By CIOReview | Monday, October 7, 2024

Wireless technology is transforming substantially as many people and devices connect wirelessly instead of relying on conventional cabling. This article discusses the critical challenges of wireless technology.

Fremont, CA: The wireless technology landscape is evolving significantly as more individuals and devices establish connections wirelessly rather than through traditional cabling. The pace of change in wireless is accelerating, driven by advancements such as 5G, CBRS, Wi-Fi 6, and Wi-Fi 6E, alongside the heightened demand for connectivity that emerged during the COVID-19 pandemic earlier this year.

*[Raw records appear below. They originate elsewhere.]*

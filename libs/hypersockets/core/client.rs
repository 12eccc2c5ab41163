use crate::builder::states::{NoEvents, NoUrl};
use crate::builder::WebSocketClientBuilder;
use crate::config::ClientConfig;
use crate::connection_state::{AtomicConnectionState, AtomicMetrics, ConnectionState};
use crate::traits::*;
use futures::stream::{SplitSink, SplitStream};
use futures::{SinkExt, StreamExt};
use std::sync::Arc;
use tokio::net::TcpStream;
use tokio::sync::mpsc::{self, UnboundedReceiver, UnboundedSender};
use tokio_tungstenite::{connect_async, tungstenite::Message, MaybeTlsStream, WebSocketStream};
use tracing::{debug, error, info, warn};

type WsStream = WebSocketStream<MaybeTlsStream<TcpStream>>;

/// Internal command messages for client control
#[derive(Debug)]
enum ClientCommand {
    /// Send a message to the WebSocket
    Send(WsMessage),
    /// Close the connection
    Shutdown,
}

/// Events emitted by the client task
#[derive(Debug, Clone, PartialEq)]
pub enum ClientEvent {
    /// Handshake completed, frames may now be sent
    Connected,
    /// Text or binary frame received from the server
    Message(WsMessage),
    /// Connection is gone (always the last event of a client)
    Disconnected,
    /// Error occurred
    Error(String),
}

/// Client metrics snapshot
#[derive(Debug, Clone)]
pub struct Metrics {
    pub messages_sent: u64,
    pub messages_received: u64,
    pub connection_state: ConnectionState,
}

/// Single-connection WebSocket client
///
/// Each client owns exactly one socket for its whole life:
/// - I/O runs in a dedicated tokio task
/// - Inbound frames and lifecycle changes go to the configured event sink
/// - Outbound frames are queued on an unbounded channel, `send` never blocks
/// - Once disconnected the client never reconnects; build a new one instead
///
/// Dropping the handle closes the connection.
pub struct WebSocketClient {
    url: String,
    /// Atomic connection state
    state: Arc<AtomicConnectionState>,
    /// Atomic metrics
    metrics: Arc<AtomicMetrics>,
    /// Command channel sender
    command_tx: UnboundedSender<ClientCommand>,
    /// Main task handle (tokio task for async I/O)
    task_handle: Option<tokio::task::JoinHandle<()>>,
}

impl WebSocketClient {
    /// Start building a client
    pub fn builder() -> WebSocketClientBuilder<NoUrl, NoEvents> {
        WebSocketClientBuilder::new()
    }

    /// Spawn the I/O task for `config`
    ///
    /// Called by the builder's `build()` method.
    pub(crate) fn spawn(config: ClientConfig) -> Result<Self> {
        let runtime = tokio::runtime::Handle::try_current()
            .map_err(|e| HyperSocketError::NoRuntime(e.to_string()))?;

        let url = config.url.clone();
        let state = Arc::new(AtomicConnectionState::new(ConnectionState::Connecting));
        let metrics = Arc::new(AtomicMetrics::new());
        let (command_tx, command_rx) = mpsc::unbounded_channel();

        let task_handle = {
            let state = Arc::clone(&state);
            let metrics = Arc::clone(&metrics);

            runtime.spawn(async move {
                run_client(config, state, metrics, command_rx).await;
            })
        };

        Ok(Self {
            url,
            state,
            metrics,
            command_tx,
            task_handle: Some(task_handle),
        })
    }

    /// Queue a message for sending
    ///
    /// Messages queued before the handshake completes are sent right after it.
    pub fn send(&self, message: WsMessage) -> Result<()> {
        self.command_tx
            .send(ClientCommand::Send(message))
            .map_err(|_| HyperSocketError::ClientGone)
    }

    /// Request the connection to close without waiting for it
    pub fn close(&self) {
        if self.state.get() != ConnectionState::Disconnected {
            self.state.set(ConnectionState::ShuttingDown);
        }
        let _ = self.command_tx.send(ClientCommand::Shutdown);
    }

    /// Close the connection and wait for the I/O task to finish
    pub async fn shutdown(mut self) -> Result<()> {
        info!("Shutting down WebSocket client for {}", self.url);
        self.close();

        if let Some(handle) = self.task_handle.take() {
            handle.await?;
        }
        Ok(())
    }

    /// URL this client connects to
    pub fn url(&self) -> &str {
        &self.url
    }

    /// Get current connection state
    #[inline]
    pub fn connection_state(&self) -> ConnectionState {
        self.state.get()
    }

    /// Check if connected
    #[inline]
    pub fn is_connected(&self) -> bool {
        self.state.is_connected()
    }

    /// Get current metrics
    pub fn metrics(&self) -> Metrics {
        Metrics {
            messages_sent: self.metrics.messages_sent(),
            messages_received: self.metrics.messages_received(),
            connection_state: self.state.get(),
        }
    }
}

/// Main client task
async fn run_client(
    config: ClientConfig,
    state: Arc<AtomicConnectionState>,
    metrics: Arc<AtomicMetrics>,
    mut command_rx: UnboundedReceiver<ClientCommand>,
) {
    let label = config.label.as_str();
    debug!("[{}] Connecting to {}", label, config.url);

    let ws_stream = match tokio::time::timeout(config.connect_timeout, connect_async(config.url.as_str())).await {
        Ok(Ok((ws_stream, _))) => ws_stream,
        Ok(Err(e)) => {
            error!("[{}] Failed to connect: {}", label, e);
            finish(&config, &state, Some(e.to_string()));
            return;
        }
        Err(_) => {
            let err = HyperSocketError::HandshakeTimeout(config.connect_timeout);
            error!("[{}] {}", label, err);
            finish(&config, &state, Some(err.to_string()));
            return;
        }
    };

    // close() may have been called while the handshake was in flight
    if !state.transition(ConnectionState::Connecting, ConnectionState::Connected) {
        debug!("[{}] Closed during handshake", label);
        let mut ws_stream = ws_stream;
        let _ = ws_stream.close(None).await;
        finish(&config, &state, None);
        return;
    }

    info!("[{}] Connected to {}", label, config.url);
    let _ = config.events.send(ClientEvent::Connected);

    let (mut write, mut read) = ws_stream.split();
    let result = message_loop(&mut write, &mut read, &config, &metrics, &mut command_rx).await;

    match result {
        Ok(()) => finish(&config, &state, None),
        Err(e) => {
            warn!("[{}] Connection error: {}", label, e);
            finish(&config, &state, Some(e.to_string()));
        }
    }

    debug!(
        "[{}] Client task exiting (sent: {}, received: {})",
        label,
        metrics.messages_sent(),
        metrics.messages_received()
    );
}

/// Publish the terminal events of a client
fn finish(config: &ClientConfig, state: &AtomicConnectionState, error: Option<String>) {
    state.set(ConnectionState::Disconnected);
    if let Some(error) = error {
        let _ = config.events.send(ClientEvent::Error(error));
    }
    let _ = config.events.send(ClientEvent::Disconnected);
}

/// Main message processing loop
async fn message_loop(
    write: &mut SplitSink<WsStream, Message>,
    read: &mut SplitStream<WsStream>,
    config: &ClientConfig,
    metrics: &AtomicMetrics,
    command_rx: &mut UnboundedReceiver<ClientCommand>,
) -> Result<()> {
    let label = config.label.as_str();

    loop {
        tokio::select! {
            // Handle incoming messages
            msg = read.next() => {
                match msg {
                    Some(Ok(Message::Close(frame))) => {
                        info!("[{}] Server closed the connection: {:?}", label, frame);
                        return Ok(());
                    }
                    Some(Ok(msg)) => {
                        // Control frames are answered by tungstenite itself
                        if let Some(ws_msg) = tungstenite_to_ws_message(msg) {
                            metrics.increment_received();
                            if config.events.send(ClientEvent::Message(ws_msg)).is_err() {
                                debug!("[{}] Event receiver dropped, closing", label);
                                let _ = write.close().await;
                                return Ok(());
                            }
                        }
                    }
                    Some(Err(e)) => {
                        error!("[{}] WebSocket error: {}", label, e);
                        return Err(e.into());
                    }
                    None => {
                        warn!("[{}] WebSocket stream closed", label);
                        return Err(HyperSocketError::ConnectionClosed);
                    }
                }
            }

            // Handle commands
            cmd = command_rx.recv() => {
                match cmd {
                    Some(ClientCommand::Send(msg)) => {
                        write.send(ws_message_to_tungstenite(msg)).await?;
                        metrics.increment_sent();
                    }
                    Some(ClientCommand::Shutdown) | None => {
                        debug!("[{}] Shutdown requested, closing connection", label);
                        let _ = write.close().await;
                        return Ok(());
                    }
                }
            }
        }
    }
}

/// Convert WsMessage to tungstenite Message
fn ws_message_to_tungstenite(msg: WsMessage) -> Message {
    match msg {
        WsMessage::Text(text) => Message::Text(text),
        WsMessage::Binary(data) => Message::Binary(data),
    }
}

/// Convert tungstenite Message to WsMessage
fn tungstenite_to_ws_message(msg: Message) -> Option<WsMessage> {
    match msg {
        Message::Text(text) => Some(WsMessage::Text(text)),
        Message::Binary(data) => Some(WsMessage::Binary(data)),
        Message::Ping(_) | Message::Pong(_) | Message::Close(_) | Message::Frame(_) => None,
    }
}
//! Signal Handling
//!
//! Maps process signals onto the [`ShutdownContext`]:
//!
//! | Signal                        | Effect                                  |
//! |-------------------------------|-----------------------------------------|
//! | `SIGPIPE`                     | ignored; writes fail with `BrokenPipe`  |
//! | `SIGINT` / Ctrl+C             | shutdown with `ExitReason::Interrupted` |
//! | `SIGTERM`                     | logged, server keeps running            |
//! | Ctrl+Break, close (Windows)   | logged at debug level                   |
//!
//! Windows raises console break/close events for failed inbound Hyper-V
//! connection attempts, so those never stop the server.

use anyhow::{Context, Result};
use tokio::task::JoinHandle;
use tracing::info;

use styx_core::{ExitReason, ShutdownContext};

/// Ignore `SIGPIPE` so a peer that hangs up surfaces as an I/O error
pub fn ignore_broken_pipe() -> Result<()> {
    #[cfg(unix)]
    {
        use nix::sys::signal::{signal, SigHandler, Signal};

        // SAFETY: SigIgn installs no handler code.
        unsafe { signal(Signal::SIGPIPE, SigHandler::SigIgn) }
            .context("Failed to ignore SIGPIPE")?;
    }
    Ok(())
}

/// Install handlers and spawn the task that feeds `shutdown`
#[cfg(unix)]
pub fn spawn(shutdown: ShutdownContext) -> Result<JoinHandle<()>> {
    use tokio::signal::unix::{signal, SignalKind};

    let mut sigint = signal(SignalKind::interrupt()).context("Failed to install SIGINT handler")?;
    let mut sigterm =
        signal(SignalKind::terminate()).context("Failed to install SIGTERM handler")?;

    Ok(tokio::spawn(async move {
        loop {
            tokio::select! {
                received = sigint.recv() => {
                    if received.is_none() {
                        break;
                    }
                    info!("Received SIGINT, shutting down");
                    shutdown.request(ExitReason::Interrupted);
                    break;
                }
                received = sigterm.recv() => {
                    if received.is_none() {
                        break;
                    }
                    info!("Received SIGTERM, ignoring (send SIGINT to stop)");
                }
            }
        }
    }))
}

/// Install handlers and spawn the task that feeds `shutdown`
#[cfg(windows)]
pub fn spawn(shutdown: ShutdownContext) -> Result<JoinHandle<()>> {
    use tokio::signal::windows::{ctrl_break, ctrl_c, ctrl_close};
    use tracing::debug;

    let mut interrupt = ctrl_c().context("Failed to install Ctrl+C handler")?;
    let mut brk = ctrl_break().context("Failed to install Ctrl+Break handler")?;
    let mut close = ctrl_close().context("Failed to install console close handler")?;

    Ok(tokio::spawn(async move {
        loop {
            tokio::select! {
                received = interrupt.recv() => {
                    if received.is_none() {
                        break;
                    }
                    info!("Received Ctrl+C, shutting down");
                    shutdown.request(ExitReason::Interrupted);
                    break;
                }
                Some(()) = brk.recv() => debug!("Received Ctrl+Break, ignoring"),
                Some(()) = close.recv() => debug!("Received console close, ignoring"),
            }
        }
    }))
}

As we gain insights into forthcoming wireless developments, it is equally crucial to reassess the fundamental challenges of implementing a dependable wireless network.

Key Wireless Challenges

Attenuation or Signal Loss:

As individuals move further away, the strength of wireless signals diminishes. This phenomenon is known as attenuation, which refers to the reduction in signal strength.

Transmitting outdoor wireless signals indoors is more complex than it may appear. When signals from external transmitters try to penetrate indoor environments, they can become so weakened that maintaining a connection becomes impossible.

Several obstacles can hinder the reception of outdoor wireless signals for indoor applications:

   ●  The building materials (such as glass, steel, masonry, and concrete)

   ●  Vegetation, including trees and dense landscaping

   ●  Geographical features like hills, mountains, or other physical obstructions

   ●  High concentrations of users or population density.

Regrettably, there are more viable solutions than simply installing an antenna on the exterior of a building to capture signals from a nearby cell tower. This approach can lead to capacity constraints and overcrowding problems, ultimately diminishing throughput. Adhering to particular procedures and strategies is essential to effectively transmit wireless signals indoors.

Movement/Time Variance:

The primary advantage of a wireless connection lies in its capacity to facilitate mobility. Your device is not restricted by a physical cable, enabling it to remain connected to the network while you navigate your environment.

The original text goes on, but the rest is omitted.